INFORMATION SHOWN: Begin

use anyhow::Result;
use async_trait::async_trait;

use crate::{
    exercise::{EndedSession, ExerciseSession, ExerciseType, Intensity},
    models::{ExerciseOutcome, ExercisePattern, Profile},
    store::SessionStore,
};

use super::connection::Database;

#[async_trait]
impl SessionStore for Database {
    async fn get_active_exercise(&self) -> Result<Option<ExerciseSession>> {
        self.load_active_exercise().await
    }

    async fn save_active_exercise(&self, session: &ExerciseSession) -> Result<()> {
        self.store_active_exercise(session).await
    }

    async fn end_exercise_session(&self, session_id: &str) -> Result<Option<ExerciseSession>> {
        self.take_active_exercise(session_id).await
    }

    async fn save_pending_outcome(&self, ended: &EndedSession) -> Result<()> {
        self.store_pending_outcome(ended).await
    }

    async fn get_pending_outcome(&self) -> Result<Option<EndedSession>> {
        self.load_pending_outcome().await
    }

    async fn clear_pending_outcome(&self) -> Result<Option<EndedSession>> {
        self.take_pending_outcome().await
    }

    async fn add_exercise_outcome(&self, outcome: &ExerciseOutcome) -> Result<()> {
        self.insert_outcome(outcome).await
    }

    async fn list_exercise_outcomes(&self, limit: usize) -> Result<Vec<ExerciseOutcome>> {
        self.list_outcomes(limit).await
    }

    async fn get_exercise_patterns(
        &self,
        exercise_type: ExerciseType,
        intensity: Intensity,
    ) -> Result<ExercisePattern> {
        self.outcome_pattern(exercise_type, intensity).await
    }

    async fn get_profile(&self) -> Result<Option<Profile>> {
        self.load_profile().await
    }

    async fn save_profile(&self, profile: &Profile) -> Result<()> {
        self.store_profile(profile).await
    }
}
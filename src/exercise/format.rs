use crate::models::ExercisePattern;

use super::types::{BgResponse, ExerciseType};

/// `H:MM:SS` from one hour up, `M:SS` below.
pub fn format_elapsed(ms: i64) -> String {
    let total_secs = ms.max(0) / 1000;
    let hours = total_secs / 3600;
    let minutes = (total_secs % 3600) / 60;
    let seconds = total_secs % 60;

    if hours > 0 {
        format!("{hours}:{minutes:02}:{seconds:02}")
    } else {
        format!("{minutes}:{seconds:02}")
    }
}

/// Whole minutes, rounded up so a partial minute still reads as time left.
pub fn format_remaining(ms: i64) -> String {
    if ms <= 0 {
        return "0 min".to_string();
    }

    let minutes = (ms + 59_999) / 60_000;
    if minutes < 60 {
        return format!("{minutes} min");
    }

    let hours = minutes / 60;
    let rest = minutes % 60;
    if rest == 0 {
        format!("{hours}h")
    } else {
        format!("{hours}h {rest}m")
    }
}

pub fn progress_percent(elapsed_ms: i64, planned_ms: i64) -> f64 {
    if planned_ms <= 0 {
        return 100.0;
    }
    let pct = elapsed_ms.max(0) as f64 / planned_ms as f64 * 100.0;
    pct.min(100.0)
}

const MIN_SESSIONS_FOR_SUMMARY: u32 = 2;

/// One-line history summary, e.g. "Your BG usually drops during cardio (3 of 4 sessions)."
pub fn pattern_summary(exercise_type: ExerciseType, pattern: &ExercisePattern) -> Option<String> {
    if pattern.total_sessions < MIN_SESSIONS_FOR_SUMMARY {
        return None;
    }

    let trend = pattern.avg_pattern?;
    let (verb, count) = match trend {
        BgResponse::Dropped => ("drops", pattern.dropped_count),
        BgResponse::Rose => ("rises", pattern.rose_count),
        BgResponse::Stable => ("stays steady", pattern.stable_count),
    };

    let mut summary = format!(
        "Your BG usually {verb} during {} ({count} of {} sessions).",
        exercise_type.label(),
        pattern.total_sessions
    );
    if pattern.hypo_count > 0 {
        let noun = if pattern.hypo_count == 1 { "time" } else { "times" };
        summary.push_str(&format!(" You felt low {} {noun}.", pattern.hypo_count));
    }
    Some(summary)
}
fn main() {
    if let Err(err) = diabeaters_lib::run() {
        eprintln!("error: {err:#}");
        std::process::exit(1);
    }
}
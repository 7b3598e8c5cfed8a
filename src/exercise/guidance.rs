//! Static per-exercise-type guidance: checklist labels, mid-session and
//! recovery messages, recovery windows, and pre-exercise tips.

use chrono::Duration;

use super::types::{ChecklistItem, ExerciseType, Intensity};

pub const DEFAULT_EVENING_HOUR: u32 = 18;

pub const EVENING_SNACK_ADVISORY: &str =
    "It's evening: consider a bedtime snack with protein and slow carbs, and check your BG before sleep.";

#[derive(Debug, Clone, Copy)]
pub struct ChecklistLabels {
    pub bg_checked: &'static str,
    pub carbs_considered: &'static str,
    pub basal_adjusted_pump: &'static str,
    pub basal_adjusted_injections: &'static str,
}

impl ChecklistLabels {
    pub fn label(&self, item: ChecklistItem, is_pump: bool) -> &'static str {
        match item {
            ChecklistItem::BgChecked => self.bg_checked,
            ChecklistItem::CarbsConsidered => self.carbs_considered,
            ChecklistItem::BasalAdjusted if is_pump => self.basal_adjusted_pump,
            ChecklistItem::BasalAdjusted => self.basal_adjusted_injections,
        }
    }
}

#[derive(Debug, Clone, Copy)]
pub struct TypeConfig {
    pub checklist: ChecklistLabels,
    pub mid_check_message: &'static str,
    /// Share of the planned duration, in percent, after which the mid-check fires.
    pub mid_check_percent: u32,
    pub recovery_message: &'static str,
    pub delayed_warning: Option<&'static str>,
    pub active_reminder: Option<&'static str>,
    /// Recovery window in minutes, indexed light / moderate / intense.
    pub recovery_minutes: [u32; 3],
}

impl TypeConfig {
    pub fn mid_check_timing(&self) -> f64 {
        f64::from(self.mid_check_percent) / 100.0
    }
}

static CARDIO: TypeConfig = TypeConfig {
    checklist: ChecklistLabels {
        bg_checked: "BG checked (aim for 126-180 mg/dL before starting)",
        carbs_considered: "Fast carbs on hand (15-30g)",
        basal_adjusted_pump: "Temp basal set (-50% starting 60-90 min before)",
        basal_adjusted_injections: "Meal bolus reduced if eating within 2 hours",
    },
    mid_check_message: "Halfway there. Any shakiness, sweating or dizziness? If in doubt, stop and check your BG.",
    mid_check_percent: 50,
    recovery_message: "Cardio keeps pulling glucose into your muscles for hours. Check your BG now and again in an hour.",
    delayed_warning: Some("Delayed lows are common 6-12 hours after cardio. Consider a lower overnight basal or a bedtime snack."),
    active_reminder: Some("Sip water and keep fast carbs within reach. BG tends to fall steadily during cardio."),
    recovery_minutes: [60, 120, 240],
};

static STRENGTH: TypeConfig = TypeConfig {
    checklist: ChecklistLabels {
        bg_checked: "BG checked (aim for 100-180 mg/dL before starting)",
        carbs_considered: "Carbs considered (often fewer needed for lifting)",
        basal_adjusted_pump: "Basal left as-is or reduced slightly (-10 to -20%)",
        basal_adjusted_injections: "Long-acting dose reviewed (usually unchanged)",
    },
    mid_check_message: "Mid-session check: heavy lifting can push BG up at first. How are you feeling?",
    mid_check_percent: 50,
    recovery_message: "A post-workout rise is normal after lifting. Avoid a large correction right away and recheck in an hour.",
    delayed_warning: Some("Muscle repair can lower BG overnight after strength training. Check before bed."),
    active_reminder: Some("Adrenaline from heavy sets can raise BG temporarily. Don't over-correct mid-workout."),
    recovery_minutes: [60, 120, 180],
};

static HIIT: TypeConfig = TypeConfig {
    checklist: ChecklistLabels {
        bg_checked: "BG checked (aim for 126-180 mg/dL before starting)",
        carbs_considered: "Fast carbs on hand for after the intervals",
        basal_adjusted_pump: "Temp basal considered (HIIT can raise BG first)",
        basal_adjusted_injections: "Correction plan ready for a post-HIIT spike",
    },
    mid_check_message: "Quick check between intervals: sprints can raise BG now and drop it later. Any low symptoms?",
    mid_check_percent: 40,
    recovery_message: "HIIT often spikes BG right after, then drops it later. Correct cautiously, if at all.",
    delayed_warning: Some("Delayed lows are likely up to 24 hours after HIIT. Check overnight and consider reducing basal."),
    active_reminder: Some("Expect a possible rise during sprints. Keep fast carbs nearby for the drop that can follow."),
    recovery_minutes: [120, 240, 360],
};

static YOGA: TypeConfig = TypeConfig {
    checklist: ChecklistLabels {
        bg_checked: "BG checked (aim for 100-180 mg/dL before starting)",
        carbs_considered: "Snack nearby in case of a gentle drop",
        basal_adjusted_pump: "Basal left as-is for gentle practice",
        basal_adjusted_injections: "No insulin changes needed for gentle practice",
    },
    mid_check_message: "Pause for a moment: how are you feeling? Inversions can mask low symptoms.",
    mid_check_percent: 50,
    recovery_message: "Yoga usually has a mild effect on BG. A quick check now is enough.",
    delayed_warning: None,
    active_reminder: None,
    recovery_minutes: [30, 60, 60],
};

static WALKING: TypeConfig = TypeConfig {
    checklist: ChecklistLabels {
        bg_checked: "BG checked (aim for 100-180 mg/dL before starting)",
        carbs_considered: "A few glucose tabs in your pocket",
        basal_adjusted_pump: "Basal left as-is for a short walk",
        basal_adjusted_injections: "No insulin changes needed for a short walk",
    },
    mid_check_message: "Halfway through your walk. Feeling okay?",
    mid_check_percent: 50,
    recovery_message: "Walking gently lowers BG. Check when you get back.",
    delayed_warning: None,
    active_reminder: None,
    recovery_minutes: [30, 60, 90],
};

static SPORTS: TypeConfig = TypeConfig {
    checklist: ChecklistLabels {
        bg_checked: "BG checked (aim for 126-180 mg/dL before the game)",
        carbs_considered: "Sports drink or fast carbs on the sideline",
        basal_adjusted_pump: "Temp basal set or pump disconnected for play",
        basal_adjusted_injections: "Pre-game bolus reduced",
    },
    mid_check_message: "Half-time check: competition adrenaline can hide a falling BG. Check if you can.",
    mid_check_percent: 50,
    recovery_message: "Team sports mix sprints and endurance. Check your BG now and eat a recovery snack.",
    delayed_warning: Some("Lows can show up hours after a long game. Check before bed and consider a snack."),
    active_reminder: Some("Use breaks in play to sip carbs. Adrenaline may mask low symptoms."),
    recovery_minutes: [60, 120, 240],
};

static SWIMMING: TypeConfig = TypeConfig {
    checklist: ChecklistLabels {
        bg_checked: "BG checked (aim for 126-180 mg/dL before getting in)",
        carbs_considered: "Fast carbs at the poolside",
        basal_adjusted_pump: "Pump disconnected or temp basal set (max 60-90 min off)",
        basal_adjusted_injections: "Meal bolus reduced before swimming",
    },
    mid_check_message: "Take a break at the wall: lows are harder to notice in water. How do you feel?",
    mid_check_percent: 40,
    recovery_message: "Swimming works many muscles at once. Check your BG now and reconnect your pump if you disconnected.",
    delayed_warning: Some("Cold water and full-body effort raise the chance of a delayed low. Check again in a few hours."),
    active_reminder: Some("Tell a lifeguard or buddy you have T1D. Get out and check if you feel off."),
    recovery_minutes: [60, 180, 240],
};

pub fn type_config(exercise_type: ExerciseType) -> &'static TypeConfig {
    match exercise_type {
        ExerciseType::Cardio => &CARDIO,
        ExerciseType::Strength => &STRENGTH,
        ExerciseType::Hiit => &HIIT,
        ExerciseType::Yoga => &YOGA,
        ExerciseType::Walking => &WALKING,
        ExerciseType::Sports => &SPORTS,
        ExerciseType::Swimming => &SWIMMING,
    }
}

pub fn recovery_window(exercise_type: ExerciseType, intensity: Intensity) -> Duration {
    let minutes = type_config(exercise_type).recovery_minutes[intensity_index(intensity)];
    Duration::minutes(i64::from(minutes))
}

fn intensity_index(intensity: Intensity) -> usize {
    match intensity {
        Intensity::Light => 0,
        Intensity::Moderate => 1,
        Intensity::Intense => 2,
    }
}

/// Bedtime-snack reminder shown during recovery once the local hour reaches `evening_hour`.
pub fn evening_advisory(local_hour: u32, evening_hour: u32) -> Option<&'static str> {
    (local_hour >= evening_hour).then_some(EVENING_SNACK_ADVISORY)
}

pub fn pre_exercise_tips(
    exercise_type: ExerciseType,
    is_pump: bool,
    duration_minutes: u32,
) -> Vec<String> {
    let tips: Vec<&str> = match exercise_type {
        ExerciseType::Cardio => cardio_tips(is_pump, duration_minutes),
        ExerciseType::Strength => strength_tips(is_pump),
        ExerciseType::Hiit => hiit_tips(is_pump),
        ExerciseType::Yoga => yoga_tips(is_pump),
        ExerciseType::Walking => walking_tips(is_pump, duration_minutes),
        ExerciseType::Sports => sports_tips(is_pump),
        ExerciseType::Swimming => swimming_tips(is_pump),
    };
    tips.into_iter().map(str::to_string).collect()
}

fn cardio_tips(is_pump: bool, duration_minutes: u32) -> Vec<&'static str> {
    let mut tips = vec!["Cardio usually lowers BG steadily. Start above 126 mg/dL if you can."];
    if is_pump {
        tips.push("Set a temp basal of -50% about 60-90 minutes before you start.");
    } else {
        tips.push("If you ate recently, reduce that meal bolus by 25-50%.");
        tips.push("Avoid injecting rapid insulin into the legs right before running or cycling.");
    }
    if duration_minutes >= 60 {
        tips.push("For sessions over an hour, plan 15-30g of carbs every 30-45 minutes while moving.");
    }
    tips.push("Keep fast-acting carbs within reach the whole time.");
    tips
}

fn strength_tips(is_pump: bool) -> Vec<&'static str> {
    let mut tips = vec![
        "Heavy lifting can raise BG during the session because of adrenaline.",
        "Rest periods between sets are a good time for a quick BG check.",
    ];
    if is_pump {
        tips.push("A small basal reduction (10-20%) is usually enough, or none at all.");
    } else {
        tips.push("Usually no insulin change is needed, but watch for a drop afterwards.");
    }
    tips
}

fn hiit_tips(is_pump: bool) -> Vec<&'static str> {
    let mut tips = vec![
        "HIIT can spike BG during the intervals and drop it hours later.",
        "Don't chase a post-workout high with a full correction.",
    ];
    if is_pump {
        tips.push("Consider keeping basal unchanged during HIIT and reducing it afterwards.");
    } else {
        tips.push("If you correct a post-HIIT high, use about half your usual correction.");
    }
    tips.push("Check your BG before bed on HIIT days.");
    tips
}

fn yoga_tips(is_pump: bool) -> Vec<&'static str> {
    let mut tips = vec!["Gentle yoga usually has a small effect on BG."];
    if is_pump {
        tips.push("Check that your infusion site isn't pressed during floor poses.");
    }
    tips.push("Hot or power yoga behaves more like cardio. Plan accordingly.");
    tips
}

fn walking_tips(is_pump: bool, duration_minutes: u32) -> Vec<&'static str> {
    let mut tips = vec!["A walk after a meal is a gentle way to blunt a post-meal rise."];
    if is_pump && duration_minutes >= 60 {
        tips.push("For long walks, a temp basal of -20 to -30% can help.");
    } else if !is_pump && duration_minutes >= 60 {
        tips.push("For long walks, bring an extra snack in case BG drifts down.");
    }
    tips.push("Carry glucose tabs even on short walks.");
    tips
}

fn sports_tips(is_pump: bool) -> Vec<&'static str> {
    let mut tips = vec![
        "Games mix sprints and steady effort, so BG can move either way.",
        "Let a coach or teammate know where your fast carbs are.",
    ];
    if is_pump {
        tips.push("For contact sports, disconnect or protect your pump and set a reminder to reconnect.");
    } else {
        tips.push("Reduce the pre-game meal bolus by around 25%.");
    }
    tips
}

fn swimming_tips(is_pump: bool) -> Vec<&'static str> {
    let mut tips = vec![
        "Low symptoms are harder to notice in water. Swim with a buddy.",
        "Keep fast carbs at the edge of the pool.",
    ];
    if is_pump {
        tips.push("If you disconnect, don't stay off the pump for more than 60-90 minutes without a plan.");
    } else {
        tips.push("Consider a small carb snack before getting in if BG is under 126 mg/dL.");
    }
    tips
}
//! Post-session outcome records and the per-type aggregates built from them.

use chrono::{DateTime, Utc};
use serde::{Deserialize, Serialize};
use uuid::Uuid;

use crate::exercise::{BgResponse, BgSeverity, ExerciseSession, ExerciseType, Intensity};

/// User-supplied answers from the outcome dialog.
#[derive(Debug, Clone, Default, Serialize, Deserialize, PartialEq, Eq)]
#[serde(rename_all = "camelCase")]
pub struct OutcomeInput {
    pub bg_response: Option<BgResponse>,
    pub bg_severity: Option<BgSeverity>,
    pub felt_hypo: bool,
    pub notes: Option<String>,
}

/// Write-once record of how a finished session went.
#[derive(Debug, Clone, Serialize, Deserialize, PartialEq)]
#[serde(rename_all = "camelCase")]
pub struct ExerciseOutcome {
    pub id: String,
    pub session_id: String,
    pub exercise_type: ExerciseType,
    pub intensity: Intensity,
    pub duration_minutes: u32,
    pub bg_response: Option<BgResponse>,
    pub bg_severity: Option<BgSeverity>,
    pub felt_hypo: bool,
    pub notes: Option<String>,
    pub ended_at: DateTime<Utc>,
    pub recorded_at: DateTime<Utc>,
}

impl ExerciseOutcome {
    pub fn from_session(
        session: &ExerciseSession,
        input: OutcomeInput,
        ended_at: DateTime<Utc>,
        recorded_at: DateTime<Utc>,
    ) -> Self {
        // Severity only describes a movement; a stable or unknown response has none.
        let bg_severity = match input.bg_response {
            Some(BgResponse::Dropped) | Some(BgResponse::Rose) => input.bg_severity,
            Some(BgResponse::Stable) | None => None,
        };
        let notes = input
            .notes
            .map(|value| value.trim().to_string())
            .filter(|value| !value.is_empty());

        Self {
            id: Uuid::new_v4().to_string(),
            session_id: session.id.clone(),
            exercise_type: session.exercise_type,
            intensity: session.intensity,
            duration_minutes: session.duration_minutes,
            bg_response: input.bg_response,
            bg_severity,
            felt_hypo: input.felt_hypo,
            notes,
            ended_at,
            recorded_at,
        }
    }
}

#[derive(Debug, Clone, Copy, Default, Serialize, Deserialize, PartialEq, Eq)]
#[serde(rename_all = "camelCase")]
pub struct ExercisePattern {
    pub total_sessions: u32,
    pub dropped_count: u32,
    pub rose_count: u32,
    pub stable_count: u32,
    pub hypo_count: u32,
    /// Most frequent response; ties lean toward `dropped`, then `rose`.
    pub avg_pattern: Option<BgResponse>,
}

impl ExercisePattern {
    pub fn from_counts(
        total_sessions: u32,
        dropped_count: u32,
        rose_count: u32,
        stable_count: u32,
        hypo_count: u32,
    ) -> Self {
        let ranked = [
            (BgResponse::Dropped, dropped_count),
            (BgResponse::Rose, rose_count),
            (BgResponse::Stable, stable_count),
        ];
        let avg_pattern = ranked
            .iter()
            .filter(|(_, count)| *count > 0)
            .fold(None::<(BgResponse, u32)>, |best, &(response, count)| match best {
                Some((_, best_count)) if best_count >= count => best,
                _ => Some((response, count)),
            })
            .map(|(response, _)| response);

        Self {
            total_sessions,
            dropped_count,
            rose_count,
            stable_count,
            hypo_count,
            avg_pattern,
        }
    }

    pub fn from_outcomes<'a, I>(outcomes: I) -> Self
    where
        I: IntoIterator<Item = &'a ExerciseOutcome>,
    {
        let (mut total, mut dropped, mut rose, mut stable, mut hypo) = (0, 0, 0, 0, 0);
        for outcome in outcomes {
            total += 1;
            match outcome.bg_response {
                Some(BgResponse::Dropped) => dropped += 1,
                Some(BgResponse::Rose) => rose += 1,
                Some(BgResponse::Stable) => stable += 1,
                None => {}
            }
            if outcome.felt_hypo {
                hypo += 1;
            }
        }
        Self::from_counts(total, dropped, rose, stable, hypo)
    }
}
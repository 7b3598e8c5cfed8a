use anyhow::Result;
use rusqlite::{params, Row};

use crate::{
    db::{
        connection::Database,
        helpers::{parse_datetime, parse_enum, parse_optional_enum, to_u32},
    },
    exercise::{ExerciseType, Intensity},
    models::{ExerciseOutcome, ExercisePattern},
};

fn row_to_outcome(row: &Row) -> Result<ExerciseOutcome> {
    let exercise_type: String = row.get("exercise_type")?;
    let intensity: String = row.get("intensity")?;
    let duration_minutes: i64 = row.get("duration_minutes")?;
    let bg_response: Option<String> = row.get("bg_response")?;
    let bg_severity: Option<String> = row.get("bg_severity")?;
    let ended_at: String = row.get("ended_at")?;
    let recorded_at: String = row.get("recorded_at")?;

    Ok(ExerciseOutcome {
        id: row.get("id")?,
        session_id: row.get("session_id")?,
        exercise_type: parse_enum(&exercise_type, "exercise_type")?,
        intensity: parse_enum(&intensity, "intensity")?,
        duration_minutes: to_u32(duration_minutes, "duration_minutes")?,
        bg_response: parse_optional_enum(bg_response, "bg_response")?,
        bg_severity: parse_optional_enum(bg_severity, "bg_severity")?,
        felt_hypo: row.get("felt_hypo")?,
        notes: row.get("notes")?,
        ended_at: parse_datetime(&ended_at, "ended_at")?,
        recorded_at: parse_datetime(&recorded_at, "recorded_at")?,
    })
}

impl Database {
    pub async fn insert_outcome(&self, outcome: &ExerciseOutcome) -> Result<()> {
        let record = outcome.clone();
        self.execute(move |conn| {
            conn.execute(
                "INSERT INTO exercise_outcomes (
                     id, session_id, exercise_type, intensity, duration_minutes,
                     bg_response, bg_severity, felt_hypo, notes, ended_at, recorded_at)
                 VALUES (?1, ?2, ?3, ?4, ?5, ?6, ?7, ?8, ?9, ?10, ?11)",
                params![
                    record.id,
                    record.session_id,
                    record.exercise_type.as_str(),
                    record.intensity.as_str(),
                    i64::from(record.duration_minutes),
                    record.bg_response.map(|value| value.as_str()),
                    record.bg_severity.map(|value| value.as_str()),
                    record.felt_hypo,
                    record.notes,
                    record.ended_at.to_rfc3339(),
                    record.recorded_at.to_rfc3339(),
                ],
            )?;
            Ok(())
        })
        .await
    }

    pub async fn list_outcomes(&self, limit: usize) -> Result<Vec<ExerciseOutcome>> {
        let limit = i64::try_from(limit).unwrap_or(i64::MAX);
        self.execute(move |conn| {
            let mut stmt = conn.prepare(
                "SELECT id, session_id, exercise_type, intensity, duration_minutes, bg_response,
                        bg_severity, felt_hypo, notes, ended_at, recorded_at
                 FROM exercise_outcomes
                 ORDER BY recorded_at DESC, rowid DESC
                 LIMIT ?1",
            )?;

            let mut rows = stmt.query(params![limit])?;
            let mut outcomes = Vec::new();
            while let Some(row) = rows.next()? {
                outcomes.push(row_to_outcome(row)?);
            }

            Ok(outcomes)
        })
        .await
    }

    pub async fn outcome_pattern(
        &self,
        exercise_type: ExerciseType,
        intensity: Intensity,
    ) -> Result<ExercisePattern> {
        self.execute(move |conn| {
            let counts = conn.query_row(
                "SELECT COUNT(*),
                        COALESCE(SUM(CASE WHEN bg_response = 'dropped' THEN 1 ELSE 0 END), 0),
                        COALESCE(SUM(CASE WHEN bg_response = 'rose' THEN 1 ELSE 0 END), 0),
                        COALESCE(SUM(CASE WHEN bg_response = 'stable' THEN 1 ELSE 0 END), 0),
                        COALESCE(SUM(felt_hypo), 0)
                 FROM exercise_outcomes
                 WHERE exercise_type = ?1 AND intensity = ?2",
                params![exercise_type.as_str(), intensity.as_str()],
                |row| {
                    Ok((
                        row.get::<_, i64>(0)?,
                        row.get::<_, i64>(1)?,
                        row.get::<_, i64>(2)?,
                        row.get::<_, i64>(3)?,
                        row.get::<_, i64>(4)?,
                    ))
                },
            )?;

            let (total, dropped, rose, stable, hypo) = counts;
            Ok(ExercisePattern::from_counts(
                to_u32(total, "total_sessions")?,
                to_u32(dropped, "dropped_count")?,
                to_u32(rose, "rose_count")?,
                to_u32(stable, "stable_count")?,
                to_u32(hypo, "hypo_count")?,
            ))
        })
        .await
    }
}
mod connection;
mod helpers;
mod migrations;
mod repositories;
mod session_store;

pub use connection::Database;
#[derive(Debug, Subcommand)]
pub enum Command {
    /// Plan a new session. Replaces any session that is already active.
    Create {
        #[arg(long = "type", value_name = "TYPE")]
        exercise_type: ExerciseType,
        #[arg(long, default_value = "moderate")]
        intensity: Intensity,
        #[arg(long)]
        minutes: u32,
        #[arg(long)]
        name: Option<String>,
    },
    /// Flip a pre-exercise checklist item.
    Toggle { item: ChecklistItem },
    /// Begin exercising.
    Start,
    /// Stop exercising early and enter recovery.
    Finish,
    /// End recovery now, optionally recording how it went.
    End(OutcomeArgs),
    /// Skip the rest of recovery. Same effect as `end`.
    Skip(OutcomeArgs),
    /// Record how the last ended session went.
    Outcome(OutcomeArgs),
    /// Drop a session that has not started yet.
    Cancel,
    /// Acknowledge the mid-session check.
    DismissMidCheck,
    /// Show the current session with guidance.
    Status,
    /// Follow the active session, printing events until it ends.
    Watch,
    /// Summarize past outcomes for one exercise type and intensity.
    Patterns {
        #[arg(long = "type", value_name = "TYPE")]
        exercise_type: ExerciseType,
        #[arg(long, default_value = "moderate")]
        intensity: Intensity,
    },
    /// List recorded outcomes, newest first.
    History {
        #[arg(long, default_value_t = 10)]
        limit: usize,
    },
    /// Show or update the profile.
    Profile {
        #[arg(long)]
        method: Option<InsulinDeliveryMethod>,
        #[arg(long)]
        name: Option<String>,
    },
    /// Show or update local settings. Takes effect on the next run.
    Settings {
        #[arg(long, value_parser = clap::value_parser!(u32).range(0..24))]
        evening_hour: Option<u32>,
        #[arg(long)]
        tick_ms: Option<u64>,
    },
}

#[derive(Debug, Clone, Default, Args)]
pub struct OutcomeArgs {
    #[arg(long)]
    pub response: Option<BgResponse>,
    #[arg(long)]
    pub severity: Option<BgSeverity>,
    #[arg(long)]
    pub felt_hypo: bool,
    #[arg(long)]
    pub notes: Option<String>,
}

impl OutcomeArgs {
    fn is_empty(&self) -> bool {
        self.response.is_none()
            && self.severity.is_none()
            && !self.felt_hypo
            && self.notes.is_none()
    }
}

impl From<OutcomeArgs> for OutcomeInput {
    fn from(args: OutcomeArgs) -> Self {
        Self {
            bg_response: args.response,
            bg_severity: args.severity,
            felt_hypo: args.felt_hypo,
            notes: args.notes,
        }
    }
}

/// Brings the session up to date with the clock, then runs `command`.
pub async fn dispatch(command: Command, state: &AppState) -> Result<Value> {
    let controller = &state.controller;
    controller.refresh().await?;
    for effect in controller.catch_up().await? {
        if let TickEffect::Ended(ended) = effect {
            log_info!(
                "session {} ended when its recovery window ran out; record how it went with `diabeaters outcome`",
                ended.session.id
            );
        }
    }
    execute(command, state).await
}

INFORMATION SHOWN: End

• [PROBLEM]: Give back, exactly as written, the stretch from the line with "basal of -50%" through the line with "else if !is_pump", and no other lines from the records above.

• [WRITTEN RESPONSE]:
        tips.push("Set a temp basal of -50% about 60-90 minutes before you start.");
    } else {
        tips.push("If you ate recently, reduce that meal bolus by 25-50%.");
        tips.push("Avoid injecting rapid insulin into the legs right before running or cycling.");
    }
    if duration_minutes >= 60 {
        tips.push("For sessions over an hour, plan 15-30g of carbs every 30-45 minutes while moving.");
    }
    tips.push("Keep fast-acting carbs within reach the whole time.");
    tips
}

fn strength_tips(is_pump: bool) -> Vec<&'static str> {
    let mut tips = vec![
        "Heavy lifting can raise BG during the session because of adrenaline.",
        "Rest periods between sets are a good time for a quick BG check.",
    ];
    if is_pump {
        tips.push("A small basal reduction (10-20%) is usually enough, or none at all.");
    } else {
        tips.push("Usually no insulin change is needed, but watch for a drop afterwards.");
    }
    tips
}

fn hiit_tips(is_pump: bool) -> Vec<&'static str> {
    let mut tips = vec![
        "HIIT can spike BG during the intervals and drop it hours later.",
        "Don't chase a post-workout high with a full correction.",
    ];
    if is_pump {
        tips.push("Consider keeping basal unchanged during HIIT and reducing it afterwards.");
    } else {
        tips.push("If you correct a post-HIIT high, use about half your usual correction.");
    }
    tips.push("Check your BG before bed on HIIT days.");
    tips
}

fn yoga_tips(is_pump: bool) -> Vec<&'static str> {
    let mut tips = vec!["Gentle yoga usually has a small effect on BG."];
    if is_pump {
        tips.push("Check that your infusion site isn't pressed during floor poses.");
    }
    tips.push("Hot or power yoga behaves more like cardio. Plan accordingly.");
    tips
}

fn walking_tips(is_pump: bool, duration_minutes: u32) -> Vec<&'static str> {
    let mut tips = vec!["A walk after a meal is a gentle way to blunt a post-meal rise."];
    if is_pump && duration_minutes >= 60 {
        tips.push("For long walks, a temp basal of -20 to -30% can help.");
    } else if !is_pump && duration_minutes >= 60 {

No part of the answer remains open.